Nosotras no tenemos derecho a las tetas caídas, a la celulitis,
a las arrugas o a las canas.
Mucho, pero mucho menos, a la panza.
La panza es la joroba del siglo XXI.
Mujeres panzonas son investibles, indeseables, se les da el
asiento en el colectivo porque ninguna mujer tiene pancita sin estar
embarazada.
Hay un razomiento social hacia la gorda. Por considerarla
resentida. A veces insatisfecha. Los más “simpaticos” tildarlas de “gauchitas”
pretendiendo hacer gala a la fama de dadoras incondicionales de placer sin
pedir nada a cambio.
La sociedad nos expone a la visión como el sentido
definitorio de nuestros gustos. Cuando perderse el tacto es un delito.

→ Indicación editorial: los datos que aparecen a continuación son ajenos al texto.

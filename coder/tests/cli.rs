//! CLI tests for the `coder` binary.
//!
//! Spawns the binary and verifies exit codes and the on-disk effects of the
//! commands that need no generation backend.

use std::process::Command;

use coder::exit_codes;
use coder::io::config::load_config;
use coder::io::init::CoderPaths;

#[test]
fn graph_prints_transition_table() {
    let temp = tempfile::tempdir().expect("tempdir");
    let output = Command::new(env!("CARGO_BIN_EXE_coder"))
        .current_dir(temp.path())
        .arg("graph")
        .output()
        .expect("coder graph");

    assert_eq!(output.status.code(), Some(exit_codes::OK));
    let stdout = String::from_utf8_lossy(&output.stdout);
    assert!(stdout.contains("entry: product_owner"));
    assert!(stdout.contains("product_owner -----> architect"));
    assert!(stdout.contains("reflector --mutation_check--> mutation_auditor"));
    assert!(stdout.contains("mutation_auditor --finish--> end"));
}

#[test]
fn init_writes_default_config_once() {
    let temp = tempfile::tempdir().expect("tempdir");
    let status = Command::new(env!("CARGO_BIN_EXE_coder"))
        .current_dir(temp.path())
        .arg("init")
        .status()
        .expect("coder init");
    assert_eq!(status.code(), Some(exit_codes::OK));

    let paths = CoderPaths::new(temp.path());
    let config = load_config(&paths.config_path).expect("config");
    assert_eq!(config.max_replans, 3);
    assert_eq!(config.global_iteration_limit, 20);

    let status = Command::new(env!("CARGO_BIN_EXE_coder"))
        .current_dir(temp.path())
        .arg("init")
        .status()
        .expect("coder init again");
    assert_eq!(status.code(), Some(exit_codes::INVALID));

    let status = Command::new(env!("CARGO_BIN_EXE_coder"))
        .current_dir(temp.path())
        .args(["init", "--force"])
        .status()
        .expect("coder init --force");
    assert_eq!(status.code(), Some(exit_codes::OK));
}

#[test]
fn run_rejects_blank_requirements() {
    let temp = tempfile::tempdir().expect("tempdir");
    let status = Command::new(env!("CARGO_BIN_EXE_coder"))
        .current_dir(temp.path())
        .args(["run", "--requirements", "  "])
        .status()
        .expect("coder run");

    assert_eq!(status.code(), Some(exit_codes::INVALID));
    assert!(!CoderPaths::new(temp.path()).runs_dir.exists());
}
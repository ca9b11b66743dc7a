/// Operator dispatch and the variadic operators.
pub mod core;

/// `SUM`, `DIFF`, `PRODUKT`, `QUOSHUNT`, `MOD`, `BIGGR` and `SMALLR`.
///
/// Implements the coercion of mixed operands to a common number type.
pub mod arithmetic;

/// `BOTH SAEM` and `DIFFRINT`, plus switch-case matching.
pub mod comparison;

/// `BOTH OF`, `EITHER OF` and `WON OF`.
pub mod logic;
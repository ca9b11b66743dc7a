use std::rc::Rc;

use crate::{
    ast::{Expr, FunctionDef},
    error::RuntimeError,
    interpreter::{
        evaluator::core::{Context, EvalResult, Flow},
        value::{core::Value, symbols::SymbolTable},
    },
};

/// Deepest allowed nesting of function calls.
pub const MAX_CALL_DEPTH: usize = 256;

impl Context<'_> {
    /// Evaluates `I IZ <name> YR <args> MKAY`.
    ///
    /// The name is looked up in the current frame first and then among the
    /// top-level variables, which lets functions call themselves and each
    /// other. Arguments are evaluated in the caller's scope. The body runs in
    /// a fresh table holding only the parameters and its own `IT`, so it can
    /// neither see nor change the caller's variables.
    ///
    /// `FOUND YR` supplies the result; a body that ends without one returns
    /// its final `IT`. Either way the result is also written to the caller's
    /// `IT`.
    ///
    /// # Errors
    /// - `UnknownFunction` if nothing is bound to `name`.
    /// - `NotAFunction` if `name` holds a plain value.
    /// - `ArgumentCountMismatch` if the argument count differs from the
    ///   parameter count.
    /// - `RecursionLimit` past [`MAX_CALL_DEPTH`] nested calls.
    pub fn eval_function_call(&mut self,
                              name: &str,
                              arguments: &[Expr],
                              line: usize)
                              -> EvalResult<Value> {
        let def = self.resolve_function(name, line)?;

        if def.params.len() != arguments.len() {
            return Err(RuntimeError::ArgumentCountMismatch { name: name.to_string(),
                                                             expected: def.params.len(),
                                                             found: arguments.len(),
                                                             line });
        }
        if self.call_depth() >= MAX_CALL_DEPTH {
            return Err(RuntimeError::RecursionLimit { name: name.to_string(),
                                                      line });
        }

        let mut frame = SymbolTable::new();
        for (param, argument) in def.params.iter().zip(arguments) {
            let value = self.eval(argument)?;
            frame.declare(param, value);
        }

        log::debug!("calling {name} at depth {}", self.call_depth() + 1);
        self.push_frame(frame);
        let flow = self.eval_block(&def.body);
        let frame = self.pop_frame();

        let value = match flow? {
            Flow::Return(value) => value,
            Flow::Normal | Flow::Break => frame.map(|f| f.it()).unwrap_or_default(),
        };
        log::debug!("{name} returned {value}");

        self.scope_mut().set_it(value.clone());
        Ok(value)
    }

    /// Finds the function bound to `name`.
    fn resolve_function(&self, name: &str, line: usize) -> EvalResult<Rc<FunctionDef>> {
        let local = self.scope().get(name);
        let global = self.symbols().get(name);

        match (local, global) {
            (Some(Value::Funkshun(def)), _) | (_, Some(Value::Funkshun(def))) => Ok(Rc::clone(def)),
            (None, None) => Err(RuntimeError::UnknownFunction { name: name.to_string(),
                                                                line }),
            _ => Err(RuntimeError::NotAFunction { name: name.to_string(),
                                                  line }),
        }
    }
}
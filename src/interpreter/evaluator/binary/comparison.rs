use std::cmp::Ordering;

use crate::{
    ast::BinaryOperator,
    error::RuntimeError,
    interpreter::{
        evaluator::{
            binary::arithmetic::numeric_cmp,
            core::{Context, EvalResult},
        },
        value::core::Value,
    },
};

/// Returns `true` if `it` matches a switch case label.
///
/// Both sides are compared as numbers when both reduce to one; otherwise the
/// raw values are compared, so `"CAT"` matches `"CAT"` instead of failing.
#[must_use]
pub fn case_matches(it: &Value, label: &Value) -> bool {
    match (it.to_numeric(), label.to_numeric()) {
        (Some(a), Some(b)) => numeric_cmp(a, b) == Ordering::Equal,
        _ => it == label,
    }
}

impl Context<'_> {
    /// Evaluates `BOTH SAEM` or `DIFFRINT`.
    ///
    /// Both operands are reduced to numbers, so `"5"`, `5` and `5.0` are all
    /// the same and `WIN` equals `1`.
    ///
    /// # Parameters
    /// - `op`: `BothSaem` or `Diffrint`.
    /// - `left`: The left-hand value.
    /// - `right`: The right-hand value.
    /// - `line`: Current line number used for error reporting.
    ///
    /// # Returns
    /// An `EvalResult<Value>` containing a TROOF.
    ///
    /// # Errors
    /// `NonNumericComparison` if either operand is text that is not a number,
    /// or a function.
    pub(crate) fn eval_comparison(op: BinaryOperator,
                                  left: &Value,
                                  right: &Value,
                                  line: usize)
                                  -> EvalResult<Value> {
        let equal = Self::values_equal(left, right, line)?;
        Ok(Value::Troof(match op {
                            BinaryOperator::BothSaem => equal,
                            _ => !equal,
                        }))
    }

    /// Numeric equality of two values.
    pub fn values_equal(left: &Value, right: &Value, line: usize) -> EvalResult<bool> {
        let reduce = |value: &Value| {
            value.to_numeric()
                 .ok_or_else(|| RuntimeError::NonNumericComparison { value: value.to_string(),
                                                                     line })
        };
        Ok(numeric_cmp(reduce(left)?, reduce(right)?) == Ordering::Equal)
    }
}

Y el
paladar merece en si mismo su propio manifiesto.
Las gordas nos hemos vuelto las verdaderas revolucionarias
de la belleza. Hay que poder vestirse como una mina y no como una carpa cuando
es tan difícil encontrar ropa acorde. ¿Por qué no se vendería? No. Porque deberían
aceptar que van perdiendo la batalla. Que hace mucho las mujeres descubrimos
que la sensualidad no se mide en talles sino en fuego mismo. Que no conoce
pechos pequeños ni nalgas blandas. Que arrasa con el órgano sexual verdadero.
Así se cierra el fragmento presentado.